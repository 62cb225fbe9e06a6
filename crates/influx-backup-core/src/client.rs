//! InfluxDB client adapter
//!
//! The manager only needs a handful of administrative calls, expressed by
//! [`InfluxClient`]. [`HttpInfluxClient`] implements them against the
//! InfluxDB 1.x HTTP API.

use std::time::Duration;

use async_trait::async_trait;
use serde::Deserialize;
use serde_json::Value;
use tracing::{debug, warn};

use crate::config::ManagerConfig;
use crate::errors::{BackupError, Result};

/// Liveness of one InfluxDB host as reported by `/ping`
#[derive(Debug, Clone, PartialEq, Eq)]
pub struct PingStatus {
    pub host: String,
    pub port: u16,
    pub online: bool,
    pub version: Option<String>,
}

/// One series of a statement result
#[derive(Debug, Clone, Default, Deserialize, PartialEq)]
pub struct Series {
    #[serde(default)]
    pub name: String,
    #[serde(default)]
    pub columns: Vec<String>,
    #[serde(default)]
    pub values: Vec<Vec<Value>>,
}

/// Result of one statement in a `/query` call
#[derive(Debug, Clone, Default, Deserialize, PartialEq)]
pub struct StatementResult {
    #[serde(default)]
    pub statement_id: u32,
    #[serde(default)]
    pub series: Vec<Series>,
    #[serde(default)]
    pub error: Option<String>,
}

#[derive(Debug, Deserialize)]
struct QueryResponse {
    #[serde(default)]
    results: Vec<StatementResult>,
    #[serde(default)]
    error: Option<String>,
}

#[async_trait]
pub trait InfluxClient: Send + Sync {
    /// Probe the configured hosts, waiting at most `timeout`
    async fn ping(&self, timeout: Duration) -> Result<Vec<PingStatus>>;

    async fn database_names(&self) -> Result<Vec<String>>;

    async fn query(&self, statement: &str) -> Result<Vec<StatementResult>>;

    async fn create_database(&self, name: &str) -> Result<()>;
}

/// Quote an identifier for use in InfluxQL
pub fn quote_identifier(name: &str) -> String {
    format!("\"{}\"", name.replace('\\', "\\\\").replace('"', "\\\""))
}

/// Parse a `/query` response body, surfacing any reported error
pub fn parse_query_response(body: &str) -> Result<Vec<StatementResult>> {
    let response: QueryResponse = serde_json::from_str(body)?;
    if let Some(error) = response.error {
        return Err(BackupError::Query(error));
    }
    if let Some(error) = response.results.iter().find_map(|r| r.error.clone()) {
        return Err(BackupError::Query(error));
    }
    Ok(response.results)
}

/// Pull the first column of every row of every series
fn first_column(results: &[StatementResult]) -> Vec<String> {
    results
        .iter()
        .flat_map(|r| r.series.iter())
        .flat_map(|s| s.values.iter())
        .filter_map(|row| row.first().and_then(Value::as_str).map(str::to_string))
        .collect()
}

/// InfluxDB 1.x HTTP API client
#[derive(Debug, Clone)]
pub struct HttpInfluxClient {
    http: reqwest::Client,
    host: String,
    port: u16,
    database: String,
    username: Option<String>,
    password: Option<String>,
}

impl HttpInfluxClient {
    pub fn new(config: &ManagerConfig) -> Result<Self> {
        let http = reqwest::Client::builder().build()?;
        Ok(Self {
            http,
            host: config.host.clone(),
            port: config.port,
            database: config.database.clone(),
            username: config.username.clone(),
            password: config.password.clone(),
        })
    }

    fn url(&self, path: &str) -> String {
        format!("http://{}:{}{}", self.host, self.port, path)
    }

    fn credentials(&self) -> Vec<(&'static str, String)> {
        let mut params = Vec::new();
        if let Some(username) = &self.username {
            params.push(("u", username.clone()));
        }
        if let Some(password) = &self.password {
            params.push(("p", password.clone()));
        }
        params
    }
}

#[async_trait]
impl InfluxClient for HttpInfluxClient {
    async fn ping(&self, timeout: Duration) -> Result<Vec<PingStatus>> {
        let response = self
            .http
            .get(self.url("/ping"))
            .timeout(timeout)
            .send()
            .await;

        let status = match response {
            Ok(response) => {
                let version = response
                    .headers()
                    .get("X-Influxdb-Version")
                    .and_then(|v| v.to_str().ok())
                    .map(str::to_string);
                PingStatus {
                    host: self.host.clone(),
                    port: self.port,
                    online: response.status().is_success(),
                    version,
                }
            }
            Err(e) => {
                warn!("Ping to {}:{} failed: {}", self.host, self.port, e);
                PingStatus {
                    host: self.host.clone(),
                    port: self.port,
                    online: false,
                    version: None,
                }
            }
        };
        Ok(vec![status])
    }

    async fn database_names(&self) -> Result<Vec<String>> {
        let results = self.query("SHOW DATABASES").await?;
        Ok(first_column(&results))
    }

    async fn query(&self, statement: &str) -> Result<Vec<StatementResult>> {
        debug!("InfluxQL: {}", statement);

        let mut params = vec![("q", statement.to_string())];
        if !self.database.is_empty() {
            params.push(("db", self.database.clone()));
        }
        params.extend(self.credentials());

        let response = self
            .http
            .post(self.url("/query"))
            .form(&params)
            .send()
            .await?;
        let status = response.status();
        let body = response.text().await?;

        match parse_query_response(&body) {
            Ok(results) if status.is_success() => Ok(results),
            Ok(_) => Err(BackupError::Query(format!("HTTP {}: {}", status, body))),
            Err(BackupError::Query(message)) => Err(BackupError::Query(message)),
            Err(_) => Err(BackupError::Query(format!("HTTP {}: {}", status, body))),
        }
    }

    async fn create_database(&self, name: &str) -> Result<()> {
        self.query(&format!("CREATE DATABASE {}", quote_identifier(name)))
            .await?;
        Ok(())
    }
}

* * *

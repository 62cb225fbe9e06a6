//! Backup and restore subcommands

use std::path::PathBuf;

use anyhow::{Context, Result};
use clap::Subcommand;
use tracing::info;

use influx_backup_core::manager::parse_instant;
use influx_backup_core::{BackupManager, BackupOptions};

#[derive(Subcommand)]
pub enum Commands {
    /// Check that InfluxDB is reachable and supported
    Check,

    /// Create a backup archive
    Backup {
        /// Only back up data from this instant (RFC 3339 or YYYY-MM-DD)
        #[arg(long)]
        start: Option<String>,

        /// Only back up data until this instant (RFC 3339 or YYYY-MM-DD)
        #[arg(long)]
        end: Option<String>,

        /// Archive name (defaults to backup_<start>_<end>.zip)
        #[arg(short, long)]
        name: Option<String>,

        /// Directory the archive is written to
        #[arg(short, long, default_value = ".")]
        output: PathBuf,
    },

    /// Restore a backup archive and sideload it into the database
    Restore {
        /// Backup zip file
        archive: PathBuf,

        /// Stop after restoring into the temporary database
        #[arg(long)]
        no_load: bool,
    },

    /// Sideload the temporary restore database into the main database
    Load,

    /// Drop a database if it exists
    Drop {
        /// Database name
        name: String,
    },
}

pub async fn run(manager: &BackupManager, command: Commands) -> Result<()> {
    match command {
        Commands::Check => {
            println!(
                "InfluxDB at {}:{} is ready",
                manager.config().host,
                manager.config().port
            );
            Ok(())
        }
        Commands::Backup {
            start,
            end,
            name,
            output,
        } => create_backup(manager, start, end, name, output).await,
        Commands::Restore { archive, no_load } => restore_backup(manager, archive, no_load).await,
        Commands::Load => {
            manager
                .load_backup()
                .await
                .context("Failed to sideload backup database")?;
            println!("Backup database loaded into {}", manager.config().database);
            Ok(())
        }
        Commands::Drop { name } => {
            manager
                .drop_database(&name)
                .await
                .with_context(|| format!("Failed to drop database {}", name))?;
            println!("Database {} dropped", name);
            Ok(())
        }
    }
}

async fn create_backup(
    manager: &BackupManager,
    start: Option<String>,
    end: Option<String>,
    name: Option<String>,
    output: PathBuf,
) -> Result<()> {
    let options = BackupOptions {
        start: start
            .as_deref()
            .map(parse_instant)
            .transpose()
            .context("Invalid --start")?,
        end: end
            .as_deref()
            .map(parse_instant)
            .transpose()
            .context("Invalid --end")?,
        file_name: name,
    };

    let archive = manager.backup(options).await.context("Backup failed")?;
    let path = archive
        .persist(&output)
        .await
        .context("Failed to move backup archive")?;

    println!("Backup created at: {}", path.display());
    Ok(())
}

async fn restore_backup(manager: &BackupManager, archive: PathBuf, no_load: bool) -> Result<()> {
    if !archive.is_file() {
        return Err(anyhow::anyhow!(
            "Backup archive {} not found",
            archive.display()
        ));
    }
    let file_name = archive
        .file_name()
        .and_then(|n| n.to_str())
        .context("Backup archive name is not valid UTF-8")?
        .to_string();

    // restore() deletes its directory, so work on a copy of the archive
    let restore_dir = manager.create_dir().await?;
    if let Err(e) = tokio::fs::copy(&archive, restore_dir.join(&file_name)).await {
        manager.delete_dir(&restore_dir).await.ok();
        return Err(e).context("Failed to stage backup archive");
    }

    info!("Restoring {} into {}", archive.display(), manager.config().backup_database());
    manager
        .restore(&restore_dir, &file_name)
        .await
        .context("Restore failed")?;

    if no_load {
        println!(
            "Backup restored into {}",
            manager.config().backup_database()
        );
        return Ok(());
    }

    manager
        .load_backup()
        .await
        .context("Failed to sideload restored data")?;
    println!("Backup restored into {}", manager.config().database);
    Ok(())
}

...

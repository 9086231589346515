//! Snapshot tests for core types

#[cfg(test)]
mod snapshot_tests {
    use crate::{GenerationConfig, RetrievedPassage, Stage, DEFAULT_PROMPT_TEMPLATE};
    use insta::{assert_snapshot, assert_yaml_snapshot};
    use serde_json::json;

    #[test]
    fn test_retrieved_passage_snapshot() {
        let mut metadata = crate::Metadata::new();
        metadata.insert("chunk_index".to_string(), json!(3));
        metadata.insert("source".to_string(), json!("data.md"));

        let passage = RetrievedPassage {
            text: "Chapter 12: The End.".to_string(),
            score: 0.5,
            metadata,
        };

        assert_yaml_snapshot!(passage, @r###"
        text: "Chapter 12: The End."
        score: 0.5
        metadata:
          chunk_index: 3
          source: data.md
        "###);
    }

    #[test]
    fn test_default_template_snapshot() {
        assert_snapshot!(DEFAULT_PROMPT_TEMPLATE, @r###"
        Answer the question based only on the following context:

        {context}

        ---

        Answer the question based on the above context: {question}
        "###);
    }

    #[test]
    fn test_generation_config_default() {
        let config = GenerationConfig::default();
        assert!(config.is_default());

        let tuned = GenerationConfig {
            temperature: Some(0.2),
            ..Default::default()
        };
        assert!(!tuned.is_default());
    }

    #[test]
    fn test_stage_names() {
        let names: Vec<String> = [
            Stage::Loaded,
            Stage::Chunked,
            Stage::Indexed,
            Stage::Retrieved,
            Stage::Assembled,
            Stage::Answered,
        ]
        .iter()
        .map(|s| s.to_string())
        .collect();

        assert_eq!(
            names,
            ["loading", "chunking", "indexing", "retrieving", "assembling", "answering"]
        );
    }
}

→ What you need to do:
From the listing above, copy every line that holds the string "format".

→ Result for this exercise:
    format!("\"{}\"", name.replace('\\', "\\\\").replace('"', "\\\""))
        format!("http://{}:{}{}", self.host, self.port, path)
            Ok(_) => Err(BackupError::Query(format!("HTTP {}: {}", status, body))),
            Err(_) => Err(BackupError::Query(format!("HTTP {}: {}", status, body))),
        self.query(&format!("CREATE DATABASE {}", quote_identifier(name)))
                .with_context(|| format!("Failed to drop database {}", name))?;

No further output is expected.